## THE DATA
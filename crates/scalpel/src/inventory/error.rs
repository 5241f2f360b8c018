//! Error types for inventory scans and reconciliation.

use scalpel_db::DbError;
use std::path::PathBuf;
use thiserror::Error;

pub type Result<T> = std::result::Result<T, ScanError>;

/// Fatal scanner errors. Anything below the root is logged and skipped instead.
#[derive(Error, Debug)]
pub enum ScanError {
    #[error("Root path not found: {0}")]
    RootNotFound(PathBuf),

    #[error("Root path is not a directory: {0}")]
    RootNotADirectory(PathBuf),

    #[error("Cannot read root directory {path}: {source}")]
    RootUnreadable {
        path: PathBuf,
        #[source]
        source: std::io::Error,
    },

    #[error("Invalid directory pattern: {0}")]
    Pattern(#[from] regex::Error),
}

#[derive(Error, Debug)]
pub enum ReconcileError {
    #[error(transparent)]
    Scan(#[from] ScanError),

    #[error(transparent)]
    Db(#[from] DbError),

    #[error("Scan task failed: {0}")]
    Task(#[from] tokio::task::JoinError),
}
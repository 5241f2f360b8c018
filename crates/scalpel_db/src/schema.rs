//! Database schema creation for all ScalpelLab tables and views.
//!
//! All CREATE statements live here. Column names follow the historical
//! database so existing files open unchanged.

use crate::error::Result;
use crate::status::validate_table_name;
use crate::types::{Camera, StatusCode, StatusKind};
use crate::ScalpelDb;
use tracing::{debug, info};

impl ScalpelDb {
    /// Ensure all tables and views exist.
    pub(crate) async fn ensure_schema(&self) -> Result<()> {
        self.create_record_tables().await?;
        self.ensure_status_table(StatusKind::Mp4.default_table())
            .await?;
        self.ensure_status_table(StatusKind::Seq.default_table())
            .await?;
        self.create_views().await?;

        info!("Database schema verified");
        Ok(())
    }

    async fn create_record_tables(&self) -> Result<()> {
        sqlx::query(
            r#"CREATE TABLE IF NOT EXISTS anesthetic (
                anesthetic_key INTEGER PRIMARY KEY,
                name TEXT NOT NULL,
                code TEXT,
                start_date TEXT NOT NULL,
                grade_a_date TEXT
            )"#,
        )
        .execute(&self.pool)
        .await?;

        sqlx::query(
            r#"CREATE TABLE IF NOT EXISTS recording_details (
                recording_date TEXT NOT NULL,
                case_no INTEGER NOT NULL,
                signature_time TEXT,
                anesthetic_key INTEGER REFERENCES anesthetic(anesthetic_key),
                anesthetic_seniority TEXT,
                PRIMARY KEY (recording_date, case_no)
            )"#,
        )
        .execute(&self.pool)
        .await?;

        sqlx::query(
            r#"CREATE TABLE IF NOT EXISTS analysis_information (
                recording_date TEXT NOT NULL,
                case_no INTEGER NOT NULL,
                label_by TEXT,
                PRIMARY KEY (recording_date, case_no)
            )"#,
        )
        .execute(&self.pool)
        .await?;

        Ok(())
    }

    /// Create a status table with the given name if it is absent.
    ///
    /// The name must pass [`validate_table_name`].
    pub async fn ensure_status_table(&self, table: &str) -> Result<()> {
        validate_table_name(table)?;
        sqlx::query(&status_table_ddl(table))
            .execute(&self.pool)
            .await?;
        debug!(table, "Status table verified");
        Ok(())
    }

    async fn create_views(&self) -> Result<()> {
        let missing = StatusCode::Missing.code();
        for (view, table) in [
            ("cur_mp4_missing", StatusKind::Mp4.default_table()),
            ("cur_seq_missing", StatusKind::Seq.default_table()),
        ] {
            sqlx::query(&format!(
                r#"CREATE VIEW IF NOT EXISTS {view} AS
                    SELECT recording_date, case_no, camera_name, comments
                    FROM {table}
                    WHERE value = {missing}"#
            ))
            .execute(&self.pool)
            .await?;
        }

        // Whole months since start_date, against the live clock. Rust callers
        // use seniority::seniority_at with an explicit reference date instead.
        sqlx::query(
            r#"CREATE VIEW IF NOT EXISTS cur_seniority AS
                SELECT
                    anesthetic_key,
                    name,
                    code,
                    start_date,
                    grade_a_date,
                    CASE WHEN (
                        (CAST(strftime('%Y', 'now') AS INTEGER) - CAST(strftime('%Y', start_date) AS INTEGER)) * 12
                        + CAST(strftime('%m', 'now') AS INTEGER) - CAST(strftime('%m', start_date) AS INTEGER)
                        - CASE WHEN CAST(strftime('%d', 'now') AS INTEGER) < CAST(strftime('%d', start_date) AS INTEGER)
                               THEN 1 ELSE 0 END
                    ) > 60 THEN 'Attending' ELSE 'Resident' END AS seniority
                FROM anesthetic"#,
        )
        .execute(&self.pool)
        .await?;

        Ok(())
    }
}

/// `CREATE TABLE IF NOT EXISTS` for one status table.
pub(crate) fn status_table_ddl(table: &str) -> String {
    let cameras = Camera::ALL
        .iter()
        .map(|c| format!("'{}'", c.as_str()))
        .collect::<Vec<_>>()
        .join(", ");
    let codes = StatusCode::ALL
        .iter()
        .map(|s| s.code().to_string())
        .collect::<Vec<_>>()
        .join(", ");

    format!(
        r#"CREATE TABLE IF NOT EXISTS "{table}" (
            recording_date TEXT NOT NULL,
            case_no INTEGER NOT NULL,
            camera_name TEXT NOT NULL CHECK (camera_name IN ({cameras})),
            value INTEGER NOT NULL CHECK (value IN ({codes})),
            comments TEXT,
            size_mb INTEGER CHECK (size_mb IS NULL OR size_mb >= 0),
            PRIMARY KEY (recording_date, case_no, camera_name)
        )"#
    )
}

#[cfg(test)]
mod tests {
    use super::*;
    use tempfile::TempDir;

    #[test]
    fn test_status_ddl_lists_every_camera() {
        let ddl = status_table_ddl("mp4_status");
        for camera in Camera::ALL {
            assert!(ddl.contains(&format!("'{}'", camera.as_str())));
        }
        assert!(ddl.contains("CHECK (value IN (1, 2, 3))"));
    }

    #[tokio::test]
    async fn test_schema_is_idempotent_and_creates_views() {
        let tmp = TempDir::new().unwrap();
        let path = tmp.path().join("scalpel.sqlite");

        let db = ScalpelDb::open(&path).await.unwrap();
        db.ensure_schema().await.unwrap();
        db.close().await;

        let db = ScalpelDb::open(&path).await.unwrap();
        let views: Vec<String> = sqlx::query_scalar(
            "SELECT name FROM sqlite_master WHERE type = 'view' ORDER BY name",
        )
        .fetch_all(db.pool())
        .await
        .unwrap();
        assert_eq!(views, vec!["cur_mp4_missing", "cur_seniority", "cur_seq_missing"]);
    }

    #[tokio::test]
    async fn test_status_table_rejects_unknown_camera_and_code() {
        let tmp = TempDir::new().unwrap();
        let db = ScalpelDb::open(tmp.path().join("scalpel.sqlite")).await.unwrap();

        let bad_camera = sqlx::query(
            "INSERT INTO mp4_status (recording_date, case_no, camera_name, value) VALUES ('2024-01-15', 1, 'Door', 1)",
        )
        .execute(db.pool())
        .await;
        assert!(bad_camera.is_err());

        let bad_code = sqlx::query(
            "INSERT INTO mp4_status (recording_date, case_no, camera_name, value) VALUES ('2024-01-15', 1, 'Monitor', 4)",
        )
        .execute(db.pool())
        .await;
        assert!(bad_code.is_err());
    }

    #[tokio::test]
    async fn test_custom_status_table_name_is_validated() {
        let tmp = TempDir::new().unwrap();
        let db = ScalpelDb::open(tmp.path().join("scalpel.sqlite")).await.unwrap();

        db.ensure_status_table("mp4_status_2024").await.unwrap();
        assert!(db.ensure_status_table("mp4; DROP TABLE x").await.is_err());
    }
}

## WHAT TO PRODUCE
Write the records out precisely, omitting nothing.

## ANSWER FOR THE TASK
filename crates/scalpel/src/inventory/error.rs
repository 5241f2f360b8c018
//! Error types for inventory scans and reconciliation.

use scalpel_db::DbError;
use std::path::PathBuf;
use thiserror::Error;

pub type Result<T> = std::result::Result<T, ScanError>;

/// Fatal scanner errors. Anything below the root is logged and skipped instead.
#[derive(Error, Debug)]
pub enum ScanError {
    #[error("Root path not found: {0}")]
    RootNotFound(PathBuf),

    #[error("Root path is not a directory: {0}")]
    RootNotADirectory(PathBuf),

    #[error("Cannot read root directory {path}: {source}")]
    RootUnreadable {
        path: PathBuf,
        #[source]
        source: std::io::Error,
    },

    #[error("Invalid directory pattern: {0}")]
    Pattern(#[from] regex::Error),
}

#[derive(Error, Debug)]
pub enum ReconcileError {
    #[error(transparent)]
    Scan(#[from] ScanError),

    #[error(transparent)]
    Db(#[from] DbError),

    #[error("Scan task failed: {0}")]
    Task(#[from] tokio::task::JoinError),
}
repository 5241f2f360b8c018
filename crates/scalpel_db/src/schema.rs
//! Database schema creation for all ScalpelLab tables and views.
//!
//! All CREATE statements live here. Column names follow the historical
//! database so existing files open unchanged.

use crate::error::Result;
use crate::status::validate_table_name;
use crate::types::{Camera, StatusCode, StatusKind};
use crate::ScalpelDb;
use tracing::{debug, info};

impl ScalpelDb {
    /// Ensure all tables and views exist.
    pub(crate) async fn ensure_schema(&self) -> Result<()> {
        self.create_record_tables().await?;
        self.ensure_status_table(StatusKind::Mp4.default_table())
            .await?;
        self.ensure_status_table(StatusKind::Seq.default_table())
            .await?;
        self.create_views().await?;

        info!("Database schema verified");
        Ok(())
    }

    async fn create_record_tables(&self) -> Result<()> {
        sqlx::query(
            r#"CREATE TABLE IF NOT EXISTS anesthetic (
                anesthetic_key INTEGER PRIMARY KEY,
                name TEXT NOT NULL,
                code TEXT,
                start_date TEXT NOT NULL,
                grade_a_date TEXT
            )"#,
        )
        .execute(&self.pool)
        .await?;

        sqlx::query(
            r#"CREATE TABLE IF NOT EXISTS recording_details (
                recording_date TEXT NOT NULL,
                case_no INTEGER NOT NULL,
                signature_time TEXT,
                anesthetic_key INTEGER REFERENCES anesthetic(anesthetic_key),
                anesthetic_seniority TEXT,
                PRIMARY KEY (recording_date, case_no)
            )"#,
        )
        .execute(&self.pool)
        .await?;

        sqlx::query(
            r#"CREATE TABLE IF NOT EXISTS analysis_information (
                recording_date TEXT NOT NULL,
                case_no INTEGER NOT NULL,
                label_by TEXT,
                PRIMARY KEY (recording_date, case_no)
            )"#,
        )
        .execute(&self.pool)
        .await?;

        Ok(())
    }

    /// Create a status table with the given name if it is absent.
    ///
    /// The name must pass [`validate_table_name`].
    pub async fn ensure_status_table(&self, table: &str) -> Result<()> {
        validate_table_name(table)?;
        sqlx::query(&status_table_ddl(table))
            .execute(&self.pool)
            .await?;
        debug!(table, "Status table verified");
        Ok(())
    }

    async fn create_views(&self) -> Result<()> {
        let missing = StatusCode::Missing.code();
        for (view, table) in [
            ("cur_mp4_missing", StatusKind::Mp4.default_table()),
            ("cur_seq_missing", StatusKind::Seq.default_table()),
        ] {
            sqlx::query(&format!(
                r#"CREATE VIEW IF NOT EXISTS {view} AS
                    SELECT recording_date, case_no, camera_name, comments
                    FROM {table}
                    WHERE value = {missing}"#
            ))
            .execute(&self.pool)
            .await?;
        }

        // Whole months since start_date, against the live clock. Rust callers
        // use seniority::seniority_at with an explicit reference date instead.
        sqlx::query(
            r#"CREATE VIEW IF NOT EXISTS cur_seniority AS
                SELECT
                    anesthetic_key,
                    name,
                    code,
                    start_date,
                    grade_a_date,
                    CASE WHEN (
                        (CAST(strftime('%Y', 'now') AS INTEGER) - CAST(strftime('%Y', start_date) AS INTEGER)) * 12
                        + CAST(strftime('%m', 'now') AS INTEGER) - CAST(strftime('%m', start_date) AS INTEGER)
                        - CASE WHEN CAST(strftime('%d', 'now') AS INTEGER) < CAST(strftime('%d', start_date) AS INTEGER)
                               THEN 1 ELSE 0 END
                    ) > 60 THEN 'Attending' ELSE 'Resident' END AS seniority
                FROM anesthetic"#,
        )
        .execute(&self.pool)
        .await?;

        Ok(())
    }
}

/// `CREATE TABLE IF NOT EXISTS` for one status table.
pub(crate) fn status_table_ddl(table: &str) -> String {
    let cameras = Camera::ALL
        .iter()
        .map(|c| format!("'{}'", c.as_str()))
        .collect::<Vec<_>>()
        .join(", ");
    let codes = StatusCode::ALL
        .iter()
        .map(|s| s.code().to_string())
        .collect::<Vec<_>>()
        .join(", ");

    format!(
        r#"CREATE TABLE IF NOT EXISTS "{table}" (
            recording_date TEXT NOT NULL,
            case_no INTEGER NOT NULL,
            camera_name TEXT NOT NULL CHECK (camera_name IN ({cameras})),
            value INTEGER NOT NULL CHECK (value IN ({codes})),
            comments TEXT,
            size_mb INTEGER CHECK (size_mb IS NULL OR size_mb >= 0),
            PRIMARY KEY (recording_date, case_no, camera_name)
        )"#
    )
}

#[cfg(test)]
mod tests {
    use super::*;
    use tempfile::TempDir;

    #[test]
    fn test_status_ddl_lists_every_camera() {
        let ddl = status_table_ddl("mp4_status");
        for camera in Camera::ALL {
            assert!(ddl.contains(&format!("'{}'", camera.as_str())));
        }
        assert!(ddl.contains("CHECK (value IN (1, 2, 3))"));
    }

    #[tokio::test]
    async fn test_schema_is_idempotent_and_creates_views() {
        let tmp = TempDir::new().unwrap();
        let path = tmp.path().join("scalpel.sqlite");

        let db = ScalpelDb::open(&path).await.unwrap();
        db.ensure_schema().await.unwrap();
        db.close().await;

        let db = ScalpelDb::open(&path).await.unwrap();
        let views: Vec<String> = sqlx::query_scalar(
            "SELECT name FROM sqlite_master WHERE type = 'view' ORDER BY name",
        )
        .fetch_all(db.pool())
        .await
        .unwrap();
        assert_eq!(views, vec!["cur_mp4_missing", "cur_seniority", "cur_seq_missing"]);
    }

    #[tokio::test]
    async fn test_status_table_rejects_unknown_camera_and_code() {
        let tmp = TempDir::new().unwrap();
        let db = ScalpelDb::open(tmp.path().join("scalpel.sqlite")).await.unwrap();

        let bad_camera = sqlx::query(
            "INSERT INTO mp4_status (recording_date, case_no, camera_name, value) VALUES ('2024-01-15', 1, 'Door', 1)",
        )
        .execute(db.pool())
        .await;
        assert!(bad_camera.is_err());

        let bad_code = sqlx::query(
            "INSERT INTO mp4_status (recording_date, case_no, camera_name, value) VALUES ('2024-01-15', 1, 'Monitor', 4)",
        )
        .execute(db.pool())
        .await;
        assert!(bad_code.is_err());
    }

    #[tokio::test]
    async fn test_custom_status_table_name_is_validated() {
        let tmp = TempDir::new().unwrap();
        let db = ScalpelDb::open(tmp.path().join("scalpel.sqlite")).await.unwrap();

        db.ensure_status_table("mp4_status_2024").await.unwrap();
        assert!(db.ensure_status_table("mp4; DROP TABLE x").await.is_err());
    }
}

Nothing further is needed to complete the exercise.